▼

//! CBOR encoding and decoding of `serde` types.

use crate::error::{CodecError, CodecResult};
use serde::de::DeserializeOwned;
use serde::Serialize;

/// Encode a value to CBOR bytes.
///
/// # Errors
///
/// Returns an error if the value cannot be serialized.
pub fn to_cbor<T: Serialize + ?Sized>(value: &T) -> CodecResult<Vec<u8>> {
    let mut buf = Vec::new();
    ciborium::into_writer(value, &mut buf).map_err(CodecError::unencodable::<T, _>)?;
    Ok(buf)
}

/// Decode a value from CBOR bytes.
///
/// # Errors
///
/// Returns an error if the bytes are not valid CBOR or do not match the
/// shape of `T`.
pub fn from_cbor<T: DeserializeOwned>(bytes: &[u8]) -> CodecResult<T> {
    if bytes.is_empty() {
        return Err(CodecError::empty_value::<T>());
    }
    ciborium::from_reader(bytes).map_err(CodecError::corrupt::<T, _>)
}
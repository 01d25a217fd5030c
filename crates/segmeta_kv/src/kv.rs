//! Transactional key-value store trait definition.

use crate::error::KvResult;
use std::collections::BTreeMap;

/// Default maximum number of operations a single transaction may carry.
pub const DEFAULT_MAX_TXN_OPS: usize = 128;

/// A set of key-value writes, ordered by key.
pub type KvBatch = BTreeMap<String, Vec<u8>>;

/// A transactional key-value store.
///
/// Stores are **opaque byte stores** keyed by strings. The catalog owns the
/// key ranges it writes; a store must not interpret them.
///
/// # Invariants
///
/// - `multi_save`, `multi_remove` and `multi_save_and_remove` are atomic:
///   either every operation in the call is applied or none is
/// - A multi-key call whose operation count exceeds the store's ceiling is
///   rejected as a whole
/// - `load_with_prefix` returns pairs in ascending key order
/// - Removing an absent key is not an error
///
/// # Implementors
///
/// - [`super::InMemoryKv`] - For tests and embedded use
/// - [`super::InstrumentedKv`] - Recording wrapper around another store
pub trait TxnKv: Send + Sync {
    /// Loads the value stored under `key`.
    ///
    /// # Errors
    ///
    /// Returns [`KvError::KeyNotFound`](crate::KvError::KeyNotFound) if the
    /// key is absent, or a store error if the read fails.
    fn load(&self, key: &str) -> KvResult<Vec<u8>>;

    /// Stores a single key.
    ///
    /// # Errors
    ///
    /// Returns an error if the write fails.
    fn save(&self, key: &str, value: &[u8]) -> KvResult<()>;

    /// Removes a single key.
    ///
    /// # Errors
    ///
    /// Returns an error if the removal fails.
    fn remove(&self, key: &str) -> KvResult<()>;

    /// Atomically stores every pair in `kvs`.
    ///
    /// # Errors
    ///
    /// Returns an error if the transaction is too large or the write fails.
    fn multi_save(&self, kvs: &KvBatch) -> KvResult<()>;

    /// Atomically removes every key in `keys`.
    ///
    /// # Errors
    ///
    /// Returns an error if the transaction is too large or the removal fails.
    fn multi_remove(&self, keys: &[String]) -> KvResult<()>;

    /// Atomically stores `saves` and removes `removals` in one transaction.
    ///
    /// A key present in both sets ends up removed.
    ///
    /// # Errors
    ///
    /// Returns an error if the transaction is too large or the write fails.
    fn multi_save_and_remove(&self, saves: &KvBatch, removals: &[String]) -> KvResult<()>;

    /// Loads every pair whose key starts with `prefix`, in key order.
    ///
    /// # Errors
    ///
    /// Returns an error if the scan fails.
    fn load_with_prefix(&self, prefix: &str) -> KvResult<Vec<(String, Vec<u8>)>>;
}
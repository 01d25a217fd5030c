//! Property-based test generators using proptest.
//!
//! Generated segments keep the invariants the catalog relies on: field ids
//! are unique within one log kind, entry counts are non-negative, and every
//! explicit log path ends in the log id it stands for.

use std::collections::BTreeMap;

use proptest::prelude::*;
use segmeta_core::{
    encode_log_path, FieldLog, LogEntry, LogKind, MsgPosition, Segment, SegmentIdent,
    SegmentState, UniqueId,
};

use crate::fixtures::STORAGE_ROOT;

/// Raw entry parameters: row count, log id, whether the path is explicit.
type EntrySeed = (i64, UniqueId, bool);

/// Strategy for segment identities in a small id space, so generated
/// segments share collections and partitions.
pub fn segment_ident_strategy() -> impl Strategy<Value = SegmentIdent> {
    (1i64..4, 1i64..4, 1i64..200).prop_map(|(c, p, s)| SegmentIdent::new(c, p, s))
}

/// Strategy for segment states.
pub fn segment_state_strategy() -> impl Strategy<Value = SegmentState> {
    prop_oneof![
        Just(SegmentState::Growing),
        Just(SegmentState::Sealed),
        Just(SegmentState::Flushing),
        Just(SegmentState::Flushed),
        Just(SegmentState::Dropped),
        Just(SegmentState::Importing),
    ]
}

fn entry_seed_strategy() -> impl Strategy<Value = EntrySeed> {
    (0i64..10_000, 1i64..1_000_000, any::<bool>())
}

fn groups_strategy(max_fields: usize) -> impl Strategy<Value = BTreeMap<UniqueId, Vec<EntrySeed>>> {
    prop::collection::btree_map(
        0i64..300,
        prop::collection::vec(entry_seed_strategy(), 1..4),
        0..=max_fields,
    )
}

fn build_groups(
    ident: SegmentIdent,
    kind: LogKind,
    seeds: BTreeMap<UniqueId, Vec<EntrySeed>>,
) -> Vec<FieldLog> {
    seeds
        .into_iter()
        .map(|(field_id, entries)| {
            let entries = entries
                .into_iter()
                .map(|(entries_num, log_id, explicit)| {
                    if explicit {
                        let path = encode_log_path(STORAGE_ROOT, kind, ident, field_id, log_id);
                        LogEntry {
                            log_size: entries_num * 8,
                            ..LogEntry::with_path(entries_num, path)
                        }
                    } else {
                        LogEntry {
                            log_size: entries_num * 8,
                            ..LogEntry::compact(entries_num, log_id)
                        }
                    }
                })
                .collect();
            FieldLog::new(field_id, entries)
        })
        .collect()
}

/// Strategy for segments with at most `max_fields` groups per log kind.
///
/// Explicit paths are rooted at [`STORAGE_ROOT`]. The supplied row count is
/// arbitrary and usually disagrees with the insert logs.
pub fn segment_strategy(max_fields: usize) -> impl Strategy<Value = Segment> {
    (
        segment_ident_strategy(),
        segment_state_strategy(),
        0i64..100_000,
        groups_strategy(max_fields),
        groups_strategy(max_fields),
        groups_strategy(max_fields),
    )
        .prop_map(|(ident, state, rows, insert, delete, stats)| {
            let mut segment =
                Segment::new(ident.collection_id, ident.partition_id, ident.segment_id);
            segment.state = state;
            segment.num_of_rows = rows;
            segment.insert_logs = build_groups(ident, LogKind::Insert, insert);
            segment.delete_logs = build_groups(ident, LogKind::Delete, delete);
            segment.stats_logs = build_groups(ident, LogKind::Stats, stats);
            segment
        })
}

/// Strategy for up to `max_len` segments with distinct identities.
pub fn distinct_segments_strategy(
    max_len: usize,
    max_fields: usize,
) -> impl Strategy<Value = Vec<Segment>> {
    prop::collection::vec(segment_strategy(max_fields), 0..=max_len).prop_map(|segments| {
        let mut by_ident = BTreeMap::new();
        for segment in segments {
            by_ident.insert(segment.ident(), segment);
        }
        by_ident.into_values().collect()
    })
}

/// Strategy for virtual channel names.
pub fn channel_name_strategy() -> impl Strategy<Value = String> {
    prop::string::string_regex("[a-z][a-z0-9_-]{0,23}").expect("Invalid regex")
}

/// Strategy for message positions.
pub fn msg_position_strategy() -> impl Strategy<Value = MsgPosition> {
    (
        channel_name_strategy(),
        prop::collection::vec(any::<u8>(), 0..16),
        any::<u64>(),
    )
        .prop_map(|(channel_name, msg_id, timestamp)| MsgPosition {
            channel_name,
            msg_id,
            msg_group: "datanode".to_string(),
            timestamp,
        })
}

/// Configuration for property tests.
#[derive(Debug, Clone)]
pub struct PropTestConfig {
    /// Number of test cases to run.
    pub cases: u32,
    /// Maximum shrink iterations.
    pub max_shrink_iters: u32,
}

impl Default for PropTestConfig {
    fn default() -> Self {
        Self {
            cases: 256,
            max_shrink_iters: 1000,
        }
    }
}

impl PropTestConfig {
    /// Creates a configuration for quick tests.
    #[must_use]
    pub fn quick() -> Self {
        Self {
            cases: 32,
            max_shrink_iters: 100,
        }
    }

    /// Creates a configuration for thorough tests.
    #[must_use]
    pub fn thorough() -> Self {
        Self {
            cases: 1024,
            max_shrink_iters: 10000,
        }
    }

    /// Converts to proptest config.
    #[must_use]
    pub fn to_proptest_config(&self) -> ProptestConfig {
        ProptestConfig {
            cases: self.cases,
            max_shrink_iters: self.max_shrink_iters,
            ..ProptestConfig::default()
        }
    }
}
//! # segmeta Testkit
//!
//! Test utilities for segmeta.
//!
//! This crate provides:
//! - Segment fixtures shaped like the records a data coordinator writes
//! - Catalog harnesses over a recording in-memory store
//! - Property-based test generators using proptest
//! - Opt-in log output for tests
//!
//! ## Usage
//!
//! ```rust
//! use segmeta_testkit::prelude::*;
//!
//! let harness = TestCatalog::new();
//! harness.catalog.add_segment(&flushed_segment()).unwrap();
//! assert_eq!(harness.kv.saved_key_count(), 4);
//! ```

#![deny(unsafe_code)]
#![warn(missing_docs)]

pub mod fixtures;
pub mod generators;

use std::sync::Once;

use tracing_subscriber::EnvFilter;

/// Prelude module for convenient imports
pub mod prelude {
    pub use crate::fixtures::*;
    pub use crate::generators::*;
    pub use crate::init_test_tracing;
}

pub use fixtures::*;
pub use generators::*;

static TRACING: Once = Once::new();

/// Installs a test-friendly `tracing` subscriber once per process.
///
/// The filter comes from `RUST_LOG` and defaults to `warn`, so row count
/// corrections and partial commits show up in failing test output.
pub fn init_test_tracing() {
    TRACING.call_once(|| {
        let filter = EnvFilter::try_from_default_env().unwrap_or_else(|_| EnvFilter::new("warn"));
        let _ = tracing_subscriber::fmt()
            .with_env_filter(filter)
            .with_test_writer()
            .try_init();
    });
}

▲

The required output is the exact run of lines from the beginning of the records to the line with "pub type KvBatch = BTreeMap<String, Vec<u8>>;", that line included.

Exercise answer:
//! CBOR encoding and decoding of `serde` types.

use crate::error::{CodecError, CodecResult};
use serde::de::DeserializeOwned;
use serde::Serialize;

/// Encode a value to CBOR bytes.
///
/// # Errors
///
/// Returns an error if the value cannot be serialized.
pub fn to_cbor<T: Serialize + ?Sized>(value: &T) -> CodecResult<Vec<u8>> {
    let mut buf = Vec::new();
    ciborium::into_writer(value, &mut buf).map_err(CodecError::unencodable::<T, _>)?;
    Ok(buf)
}

/// Decode a value from CBOR bytes.
///
/// # Errors
///
/// Returns an error if the bytes are not valid CBOR or do not match the
/// shape of `T`.
pub fn from_cbor<T: DeserializeOwned>(bytes: &[u8]) -> CodecResult<T> {
    if bytes.is_empty() {
        return Err(CodecError::empty_value::<T>());
    }
    ciborium::from_reader(bytes).map_err(CodecError::corrupt::<T, _>)
}
repository 01d25a217fd5030c
filename crates/segmeta_kv/src/kv.rs
//! Transactional key-value store trait definition.

use crate::error::KvResult;
use std::collections::BTreeMap;

/// Default maximum number of operations a single transaction may carry.
pub const DEFAULT_MAX_TXN_OPS: usize = 128;

/// A set of key-value writes, ordered by key.
pub type KvBatch = BTreeMap<String, Vec<u8>>;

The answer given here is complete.